Lion mauling a dead ArabA Lion and His Prey
- Artist: Eugène Delacroix
- Creation date: (1847)
- Object type: Painting
The lion has just killed a hunter, who is seen on the ground with the beast on top of him. The hunter has evidently been surprised in the bush, as his unfired gun still lies in front of him. The wild lion and the man’s swarthy complexion and red turban locate the episode to North Africa, where Barbary lions could still be found in the mid-nineteenth century. With his claws planted in the hunter’s bloodied chest, the male lion now guards its prey. The composition is simple, with few elements giving away the action, time, or location. The tones are dark and earthy, with a few brighter dabs of red and blue.
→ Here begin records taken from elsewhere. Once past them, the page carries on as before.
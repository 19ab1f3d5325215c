//! `identities` commands.
//!
//! Create and update share [`identity_fields`]; each has its own builder so
//! the create path never reads an identifier and the update path always does.

use crate::cli::deps::CliDependencies;
use crate::cli::executor::{execute_list, execute_single, Operation};
use crate::config::flags::{
    flag_name, FLAG_APPLICATION_ID, FLAG_IDENTITY_ID, FLAG_IDENTITY_SOURCE_ID, FLAG_KIND,
    FLAG_NAME,
};
use crate::config::Settings;
use crate::error::CommandError;
use crate::models::{IdentityUpdate, NewIdentity};

use super::build_list_query;

pub const COMMAND_IDENTITIES: &str = "identities";
pub const COMMAND_IDENTITIES_CREATE: &str = "identities-create";
pub const COMMAND_IDENTITIES_UPDATE: &str = "identities-update";
pub const COMMAND_IDENTITIES_DELETE: &str = "identities-delete";
pub const COMMAND_IDENTITIES_LIST: &str = "identities-list";

/// Application id bound on the `identities` group.
pub fn application_id(settings: &Settings) -> i64 {
    settings.get_i64(&flag_name(COMMAND_IDENTITIES, FLAG_APPLICATION_ID))
}

/// Fields common to create and update: (application id, kind, name).
fn identity_fields(settings: &Settings, flag_prefix: &str) -> (i64, String, String) {
    (
        application_id(settings),
        settings.get_string(&flag_name(flag_prefix, FLAG_KIND)),
        settings.get_string(&flag_name(flag_prefix, FLAG_NAME)),
    )
}

pub fn build_create_request(settings: &Settings, flag_prefix: &str) -> NewIdentity {
    let (application_id, kind, name) = identity_fields(settings, flag_prefix);
    NewIdentity {
        application_id,
        identity_source_id: settings.get_string(&flag_name(flag_prefix, FLAG_IDENTITY_SOURCE_ID)),
        kind,
        name,
    }
}

pub fn build_update_request(settings: &Settings, flag_prefix: &str) -> IdentityUpdate {
    let (application_id, kind, name) = identity_fields(settings, flag_prefix);
    IdentityUpdate {
        identity_id: settings.get_string(&flag_name(flag_prefix, FLAG_IDENTITY_ID)),
        application_id,
        kind,
        name,
    }
}

pub fn run_create(deps: &dyn CliDependencies, settings: &Settings) -> Result<(), CommandError> {
    execute_single(deps, settings, Operation::Create, |client, settings| {
        client.create_identity(&build_create_request(settings, COMMAND_IDENTITIES_CREATE))
    })
}

pub fn run_update(deps: &dyn CliDependencies, settings: &Settings) -> Result<(), CommandError> {
    execute_single(deps, settings, Operation::Update, |client, settings| {
        client.update_identity(&build_update_request(settings, COMMAND_IDENTITIES_UPDATE))
    })
}

pub fn run_delete(deps: &dyn CliDependencies, settings: &Settings) -> Result<(), CommandError> {
    execute_single(deps, settings, Operation::Delete, |client, settings| {
        let identity_id =
            settings.get_string(&flag_name(COMMAND_IDENTITIES_DELETE, FLAG_IDENTITY_ID));
        client.delete_identity(application_id(settings), &identity_id)
    })
}

pub fn run_list(deps: &dyn CliDependencies, settings: &Settings) -> Result<(), CommandError> {
    execute_list(deps, settings, |client, settings| {
        let query = build_list_query(settings, COMMAND_IDENTITIES_LIST, FLAG_IDENTITY_ID);
        client.fetch_identities(application_id(settings), &query)
    })
}
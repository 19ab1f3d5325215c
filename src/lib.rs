//! aapctl: command layer of the AAP administration client.
//!
//! Commands read their flags from a layered settings store, call the remote
//! AAP service through [`client::AapClient`] and print the result in terminal
//! or json mode.

pub mod cli;
pub mod client;
pub mod config;
pub mod error;
pub mod logging;
pub mod models;
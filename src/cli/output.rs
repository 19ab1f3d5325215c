//! CLI output: output modes, the output map handed to printers, and
//! error mapping for the outer runner.

use crate::error::{CliError, CommandError};
use owo_colors::OwoColorize;
use serde::Serialize;
use serde_json::Value;
use std::collections::BTreeMap;
use std::fmt;
use std::io::IsTerminal;
use std::str::FromStr;

/// The closed set of output modes.
#[derive(Debug, Clone, Copy, PartialEq, Eq, Hash)]
pub enum OutputMode {
    /// Human-readable rendering.
    Terminal,
    /// Machine-readable rendering.
    Json,
}

impl OutputMode {
    pub fn as_str(&self) -> &'static str {
        match self {
            OutputMode::Terminal => "terminal",
            OutputMode::Json => "json",
        }
    }
}

impl fmt::Display for OutputMode {
    fn fmt(&self, f: &mut fmt::Formatter<'_>) -> fmt::Result {
        f.write_str(self.as_str())
    }
}

impl FromStr for OutputMode {
    type Err = CliError;

    fn from_str(s: &str) -> Result<Self, Self::Err> {
        match s.trim().to_ascii_lowercase().as_str() {
            "terminal" => Ok(OutputMode::Terminal),
            "json" => Ok(OutputMode::Json),
            _ => Err(CliError::InvalidOutput(s.to_string())),
        }
    }
}

/// Key to rendering value map consumed once by a printer.
///
/// Built in one go from an iterator; there is no way to mutate it afterwards.
#[derive(Debug, Clone, Default, PartialEq, Serialize)]
#[serde(transparent)]
pub struct OutputMap(BTreeMap<String, Value>);

impl OutputMap {
    pub fn get(&self, key: &str) -> Option<&Value> {
        self.0.get(key)
    }

    pub fn len(&self) -> usize {
        self.0.len()
    }

    pub fn is_empty(&self) -> bool {
        self.0.is_empty()
    }

    pub fn iter(&self) -> impl Iterator<Item = (&String, &Value)> {
        self.0.iter()
    }
}

impl<K: Into<String>> FromIterator<(K, Value)> for OutputMap {
    fn from_iter<I: IntoIterator<Item = (K, Value)>>(iter: I) -> Self {
        OutputMap(iter.into_iter().map(|(k, v)| (k.into(), v)).collect())
    }
}

/// Map a command error to the line the outer runner prints, if any.
/// Silent errors were already reported and map to `None`.
pub fn map_error(e: &CommandError) -> Option<String> {
    match e {
        CommandError::Silent => None,
        CommandError::Unreported(err) => Some(err.to_string()),
    }
}

/// Color only on an interactive stream and only when `NO_COLOR` is unset.
pub(crate) fn use_color(stream: &impl IsTerminal) -> bool {
    std::env::var_os("NO_COLOR").is_none() && stream.is_terminal()
}

/// Report an error raised before a printer exists.
pub fn report_preflight(err: &CliError) {
    if use_color(&std::io::stderr()) {
        eprintln!("{}", err.to_string().red());
    } else {
        eprintln!("{}", err);
    }
}
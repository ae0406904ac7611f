//! Parse errors and API errors.
//!
//! [§ 13.2.2 Parse errors](https://html.spec.whatwg.org/multipage/parsing.html#parse-errors)
//!
//! "This specification defines the parsing rules for HTML documents, whether
//! they are syntactically correct or not. Certain points in the parsing
//! algorithm are said to be parse errors. The error handling for parse errors
//! is well-defined."
//!
//! Parse errors never stop parsing. They are logged through
//! [`weft_common::warning::warn_once`] and collected for callers.

use core::fmt;

use serde::Serialize;
use strum_macros::{AsRefStr, Display, EnumCount};
use thiserror::Error;

/// Error codes from the standard's table of parse errors, plus the codes the
/// tree builder uses for its own (unnamed) parse errors.
#[derive(Debug, Clone, Copy, PartialEq, Eq, Hash, Display, AsRefStr, EnumCount, Serialize)]
#[strum(serialize_all = "kebab-case")]
#[serde(rename_all = "kebab-case")]
pub enum ParseErrorCode {
    // ===== Tokenizer =====
    /// `<!-->` or `<!--->`
    AbruptClosingOfEmptyComment,
    /// `>` inside a DOCTYPE public identifier
    AbruptDoctypePublicIdentifier,
    /// `>` inside a DOCTYPE system identifier
    AbruptDoctypeSystemIdentifier,
    /// `&#;` or `&#x;`
    AbsenceOfDigitsInNumericCharacterReference,
    /// `<![CDATA[` outside foreign content
    CdataInHtmlContent,
    /// Numeric reference above U+10FFFF
    CharacterReferenceOutsideUnicodeRange,
    /// Numeric reference to a control character
    ControlCharacterReference,
    /// Same attribute name twice on one tag
    DuplicateAttribute,
    /// End tag carrying attributes
    EndTagWithAttributes,
    /// `</br/>`
    EndTagWithTrailingSolidus,
    /// EOF right after `<` or `</`
    EofBeforeTagName,
    /// EOF inside a CDATA section
    EofInCdata,
    /// EOF inside a comment
    EofInComment,
    /// EOF inside a DOCTYPE
    EofInDoctype,
    /// EOF inside `<!--` in script data
    EofInScriptHtmlCommentLikeText,
    /// EOF inside a tag
    EofInTag,
    /// `--!>`
    IncorrectlyClosedComment,
    /// `<!` not followed by `--`, `DOCTYPE` or `[CDATA[`
    IncorrectlyOpenedComment,
    /// Garbage after the DOCTYPE name
    InvalidCharacterSequenceAfterDoctypeName,
    /// `<` followed by a character that cannot start a tag name
    InvalidFirstCharacterOfTagName,
    /// `<div id=>`
    MissingAttributeValue,
    /// `<!DOCTYPE>`
    MissingDoctypeName,
    /// `PUBLIC` with no identifier
    MissingDoctypePublicIdentifier,
    /// `SYSTEM` with no identifier
    MissingDoctypeSystemIdentifier,
    /// `</>`
    MissingEndTagName,
    /// Public identifier not quoted
    MissingQuoteBeforeDoctypePublicIdentifier,
    /// System identifier not quoted
    MissingQuoteBeforeDoctypeSystemIdentifier,
    /// `&amp` without `;`
    MissingSemicolonAfterCharacterReference,
    /// `PUBLIC"..."`
    MissingWhitespaceAfterDoctypePublicKeyword,
    /// `SYSTEM"..."`
    MissingWhitespaceAfterDoctypeSystemKeyword,
    /// `<!DOCTYPEhtml>`
    MissingWhitespaceBeforeDoctypeName,
    /// `<div a="1"b="2">`
    MissingWhitespaceBetweenAttributes,
    /// `"public""system"`
    MissingWhitespaceBetweenDoctypePublicAndSystemIdentifiers,
    /// `<!--` inside a comment
    NestedComment,
    /// Numeric reference to a noncharacter
    NoncharacterCharacterReference,
    /// `&#0;`
    NullCharacterReference,
    /// Numeric reference to a surrogate
    SurrogateCharacterReference,
    /// Garbage after the DOCTYPE system identifier
    UnexpectedCharacterAfterDoctypeSystemIdentifier,
    /// `"`, `'` or `<` in an attribute name
    UnexpectedCharacterInAttributeName,
    /// `"`, `'`, `<`, `=` or `` ` `` in an unquoted attribute value
    UnexpectedCharacterInUnquotedAttributeValue,
    /// `<div =x>`
    UnexpectedEqualsSignBeforeAttributeName,
    /// U+0000 in the input
    UnexpectedNullCharacter,
    /// `<?`
    UnexpectedQuestionMarkInsteadOfTagName,
    /// `/` inside a tag not followed by `>`
    UnexpectedSolidusInTag,
    /// `&foo;` that names no entity
    UnknownNamedCharacterReference,

    // ===== Tree construction =====
    /// First token of the document is not a DOCTYPE
    MissingDoctype,
    /// DOCTYPE that is not `<!DOCTYPE html>` or an allowed legacy form
    UnknownDoctype,
    /// DOCTYPE after the initial insertion mode
    UnexpectedDoctype,
    /// Start tag not allowed in the current insertion mode
    UnexpectedStartTag,
    /// End tag with no matching open element or not allowed here
    UnexpectedEndTag,
    /// Non-whitespace text where only whitespace is allowed
    UnexpectedCharacter,
    /// End tag that closes elements it did not open
    MisnestedTag,
    /// EOF while elements other than the expected ones are still open
    EofInElement,
    /// `<div/>`
    NonVoidHtmlElementStartTagWithTrailingSolidus,
}

/// A tokenizer parse error: a code and the byte offset in the (normalized)
/// input where it was detected.
#[derive(Debug, Clone, Copy, PartialEq, Eq, Serialize)]
pub struct ParseError {
    /// Which parse error.
    pub code: ParseErrorCode,
    /// Byte offset into the input.
    pub position: usize,
}

impl fmt::Display for ParseError {
    fn fmt(&self, f: &mut fmt::Formatter<'_>) -> fmt::Result {
        write!(f, "{} at byte {}", self.code, self.position)
    }
}

/// A parse error as seen by the tree builder.
///
/// Collected in token order; tokenizer errors are folded in with the index of
/// the token that was being produced.
#[derive(Debug, Clone, PartialEq, Eq, Serialize)]
pub struct ParseIssue {
    /// Which parse error.
    pub code: ParseErrorCode,
    /// Human-readable context, e.g. the offending tag.
    pub detail: String,
    /// Index of the token being processed when the error occurred.
    pub token_index: usize,
}

impl fmt::Display for ParseIssue {
    fn fmt(&self, f: &mut fmt::Formatter<'_>) -> fmt::Result {
        write!(f, "[token {}] {}", self.token_index, self.code)?;
        if !self.detail.is_empty() {
            write!(f, ": {}", self.detail)?;
        }
        Ok(())
    }
}

/// Misuse of the parser API. Malformed HTML never produces one of these.
#[derive(Debug, Clone, PartialEq, Eq, Error)]
pub enum ParserError {
    /// The fragment context must be set before the first token is processed.
    #[error("fragment context must be set before parsing starts")]
    FragmentContextAfterStart,
    /// The fragment context element needs a local name.
    #[error("fragment context element name is empty")]
    EmptyFragmentContext,
}

#[cfg(test)]
mod tests {
    use super::*;

    #[test]
    fn test_codes_render_as_standard_names() {
        assert_eq!(
            ParseErrorCode::UnexpectedNullCharacter.to_string(),
            "unexpected-null-character"
        );
        assert_eq!(ParseErrorCode::EofInCdata.as_ref(), "eof-in-cdata");
        assert_eq!(
            ParseErrorCode::NonVoidHtmlElementStartTagWithTrailingSolidus.to_string(),
            "non-void-html-element-start-tag-with-trailing-solidus"
        );
    }

    #[test]
    fn test_issue_display_includes_detail() {
        let issue = ParseIssue {
            code: ParseErrorCode::UnexpectedEndTag,
            detail: "</p>".to_string(),
            token_index: 3,
        };
        assert_eq!(issue.to_string(), "[token 3] unexpected-end-tag: </p>");
    }
}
Eugène Delacroix mentions the work in his diary for 29 March 1847: “Yesterday I started working on The Lion and the Dead Man again. I managed to tidy it up so much that I now feel like completing it.” The scene in the picture stems from an expedition Delacroix went on to Morocco in 1832. Similar to many other of the era’s romantic artists, he was fascinated by Oriental and exotic locales. In Morocco he found scenes and images that would feature heavily in his paintings for the rest of his life, not least the clash between wild animals and people, between the forces of nature and civilization – and it is often the former that are victorious in his pictures. In large, colourful paintings from the 1840s and 1850s, lions, tigers, and hunters on horseback fight to the death, but Delacroix himself had probably never seen such scenes in reality, nor even wild animals in their natural habitat. Instead, he used detailed studies of animals in zoos and of the people and material culture of North Africa to create his bloodcurdling pictures.